For any e-curious person, some of the basic questions that one might have are

  • Who came up with this constant ?
  • Where did it first appear ?
  • Why is this number so important ?
  • Why should one make a function out of this constant ( exp(x) ) ?
  • What is its relation to complex numbers ?
  • What is its connection with hyperbola , as it appears in coshx , sinhx etc ?

This book is a collection of stories about various developments around e. However there is a common thread which runs across all the stories. Each of the story has in its essence, a development which lead to the world we are living in, where we take e for granted in most of the applications we deal with.

It all began with Napier’s 20 year effort. John Napier worked on a single idea for 20 years. What was his idea ? Multiplication and Division of large numbers are difficult operations than addition and subtraction. If numbers could be represented as an exponent of some number, then multiplication will turn in to addition and division would turn in to subtraction. Napier thought of a base and created elaborate tables where by you can multiply and divide by looking up relevant numbers in the tables and performing addition and subtraction instead. Henry Briggs, a geometry professor from Gresham college suggested a few improvements like having a base of 10. Thus the concept of logarithm was born.

What’s logarithm got to do with e ?

Finding area under the curve y = 1/x was a problem which racked quite a few mathematicians. Fermat had developed a way to find out the area under the curve y = x^n , but for n=-1 , he said it did not work. The crucial breakthrough took place when Anton de Sarasa, a Jesuit mathematician noted that area under the curve y = 1/x behaved like logarithms. For lengths which grow geometrically on the x axis, the area grew arithmetically. Thus he was able to connect Napier logarithms with the behavior of area under 1/x and thus was born, logarithmic function.

Subsequent to this, there were developments in the area of calculus that brought e closer to discovery. One of the fundamental theorems of calculus states that rate of change of area function with respect to t is equal , at every point x=t, to the value of the original function at that point.

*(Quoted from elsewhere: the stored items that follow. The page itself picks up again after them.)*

// SPDX-License-Identifier: AGPL-3.0-only
//! # NEON Locker
//!
//! Escrow for tokens (usually LP tokens). Anyone can lock by transferring to
//! the locker's address; only the owner can release, and a release always
//! moves the locker's entire holding of one token.
//!
//! Releasing a NEON balance goes through the NEON transfer rule, so it is
//! taxed and, unless the locker or recipient is excluded, anti-whale capped.

use crate::access::Ownable;
use crate::address::Address;
use crate::bep20::Fungible;
use crate::error::{NeonError, Result};
use crate::event::NeonEvent;
use serde::{Deserialize, Serialize};

#[derive(Debug, Clone, Serialize, Deserialize)]
pub struct NeonLocker {
    address: Address,
    ownable: Ownable,
    #[serde(default)]
    events: Vec<NeonEvent>,
}

impl NeonLocker {
    pub fn new(deployer: Address, address: Address) -> Self {
        Self {
            address,
            ownable: Ownable::new(deployer),
            events: Vec::new(),
        }
    }

    pub fn address(&self) -> Address {
        self.address
    }

    pub fn owner(&self) -> Address {
        self.ownable.owner()
    }

    pub fn events(&self) -> &[NeonEvent] {
        &self.events
    }

    /// What the locker currently holds of `token`.
    pub fn locked_balance<T: Fungible + ?Sized>(&self, token: &T) -> u128 {
        token.balance_of(&self.address)
    }

    /// Release the full holding of `token` to `recipient`. Returns the amount
    /// debited from the locker; zero when there was nothing to release.
    pub fn unlock<T: Fungible + ?Sized>(
        &mut self,
        caller: &Address,
        token: &mut T,
        recipient: Address,
    ) -> Result<u128> {
        self.ownable.only_owner(caller)?;
        if recipient.is_zero() {
            return Err(NeonError::zero_address("unlock recipient"));
        }
        let amount = token.balance_of(&self.address);
        if amount == 0 {
            return Ok(0);
        }
        // The token transfer is the only fallible step after this point and it
        // rolls itself back, so the locker needs no snapshot of its own.
        token.transfer(&self.address, &recipient, amount)?;
        log::info!(
            "unlocked {} of token {} to {}",
            amount,
            token.address(),
            recipient
        );
        self.events.push(NeonEvent::Unlocked {
            token: token.address(),
            recipient,
            amount,
        });
        Ok(amount)
    }

    pub fn transfer_ownership(&mut self, caller: &Address, new_owner: Address) -> Result<()> {
        let ev = self.ownable.transfer_ownership(caller, new_owner)?;
        self.events.push(ev);
        Ok(())
    }

    pub fn renounce_ownership(&mut self, caller: &Address) -> Result<()> {
        let ev = self.ownable.renounce_ownership(caller)?;
        self.events.push(ev);
        Ok(())
    }
}

#[cfg(test)]
mod tests {
    use super::*;
    use crate::address::BURN_ADDRESS;
    use crate::bep20::{Bep20Token, TokenMetadata};
    use crate::error::Unauthorized;
    use crate::token::NeonToken;

    fn lp1(owner: Address) -> Bep20Token {
        Bep20Token::with_initial_supply(
            Address::derive_contract(&owner, 0),
            TokenMetadata {
                name: "LPToken".to_string(),
                symbol: "LP1".to_string(),
                decimals: 18,
            },
            owner,
            1_000_000,
        )
        .unwrap()
    }

    #[test]
    fn test_only_owner_unlock() {
        let owner = Address::from_seed("owner");
        let bob = Address::from_seed("bob");
        let carol = Address::from_seed("carol");
        let mut lp = lp1(owner);
        let mut locker = NeonLocker::new(owner, Address::derive_contract(&owner, 1));
        assert_eq!(locker.owner(), owner);

        lp.transfer(&owner, &locker.address(), 2_000).unwrap();
        assert_eq!(locker.locked_balance(&lp), 2_000);

        assert_eq!(
            locker.unlock(&bob, &mut lp, bob),
            Err(NeonError::Unauthorized(Unauthorized::NotOwner))
        );
        assert_eq!(locker.locked_balance(&lp), 2_000);

        assert_eq!(locker.unlock(&owner, &mut lp, carol), Ok(2_000));
        assert_eq!(lp.balance_of(&carol), 2_000);
        assert_eq!(lp.balance_of(&locker.address()), 0);
    }

    #[test]
    fn test_unlock_empty_is_noop() {
        let owner = Address::from_seed("owner");
        let mut lp = lp1(owner);
        let mut locker = NeonLocker::new(owner, Address::derive_contract(&owner, 1));
        assert_eq!(locker.unlock(&owner, &mut lp, owner), Ok(0));
        assert!(locker.events().is_empty());
    }

    #[test]
    fn test_unlock_to_zero_rejected() {
        let owner = Address::from_seed("owner");
        let mut lp = lp1(owner);
        let mut locker = NeonLocker::new(owner, Address::derive_contract(&owner, 1));
        lp.transfer(&owner, &locker.address(), 10).unwrap();
        assert_eq!(
            locker.unlock(&owner, &mut lp, Address::ZERO).unwrap_err().kind(),
            "invalid_argument"
        );
        assert_eq!(locker.locked_balance(&lp), 10);
    }

    #[test]
    fn test_unlock_neon_is_taxed() {
        let owner = Address::from_seed("owner");
        let carol = Address::from_seed("carol");
        let mut neon = NeonToken::new(owner, Address::derive_contract(&owner, 0));
        let mut locker = NeonLocker::new(owner, Address::derive_contract(&owner, 1));
        neon.mint(&owner, &locker.address(), 1_000).unwrap();

        assert_eq!(locker.unlock(&owner, &mut neon, carol), Ok(1_000));
        assert_eq!(neon.balance_of(&locker.address()), 0);
        assert_eq!(neon.balance_of(&carol), 950);
        assert_eq!(neon.balance_of(&BURN_ADDRESS), 10);
        assert_eq!(neon.balance_of(&neon.address()), 40);
    }

    #[test]
    fn test_unlock_neon_over_anti_whale_cap_fails_cleanly() {
        let owner = Address::from_seed("owner");
        let carol = Address::from_seed("carol");
        let mut neon = NeonToken::new(owner, Address::derive_contract(&owner, 0));
        let mut locker = NeonLocker::new(owner, Address::derive_contract(&owner, 1));
        neon.mint(&owner, &owner, 1_000_000).unwrap();
        neon.mint(&owner, &locker.address(), 10_000).unwrap();

        // cap is 5050, locker holds 10000
        assert_eq!(locker.unlock(&owner, &mut neon, carol).unwrap_err().kind(), "limit_exceeded");
        assert_eq!(locker.locked_balance(&neon), 10_000);
        assert!(locker.events().is_empty());

        neon.set_excluded_from_anti_whale(&owner, locker.address(), true)
            .unwrap();
        assert_eq!(locker.unlock(&owner, &mut neon, carol), Ok(10_000));
    }
}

Simply put, for y = 1/x kind of situation , d(A)/d(t) = -1/t …It was already established that A was log(t) though base was something which was not yet fixed. base of the logarithm could have been anything. If we let the base be some number b, then we see that the equation turns in to a problem where we need to find the base such that derivative of a function is the function itself. Thus the base of logarithm e was born. ln(x) and exp(x) thus become known to be inverse functions of each other.

So, as one can see that exp(x) is closely related to hyperbola ( y = 1/x) and this spawned a new set of trigonometric entities called sinhx, coshx, tanhx etc. These are the analogs of sinx , cosx, tanx relevant to the circle. Thus e became to Hyperbola what pi became to a circle.

The author subsequently takes the reader through multiple facets of e, like the use of logarithm/e in representation on the music scale, its presence in the eulers formula , its presence in the nature ( sunflower spiral, nautilus shell ) . its presence in ancient and modern architecture etc

e was first noticed in continuous compounding of money. The expression (1+1/n)^n as n tends to infinity was known to converge to a number 2.7182.. But it took a century for the math to develop that so called number 2.7182 in to a tractable exponential function, e^x and finally stamping the property of transcendental on e.

Today , one cannot think of doing math/fin with out exp(x) function , for this makes a whole set of problems analytically tractable. This book makes one pause and look at the massive efforts of various mathematicians / scientists who contributed to the understanding of e.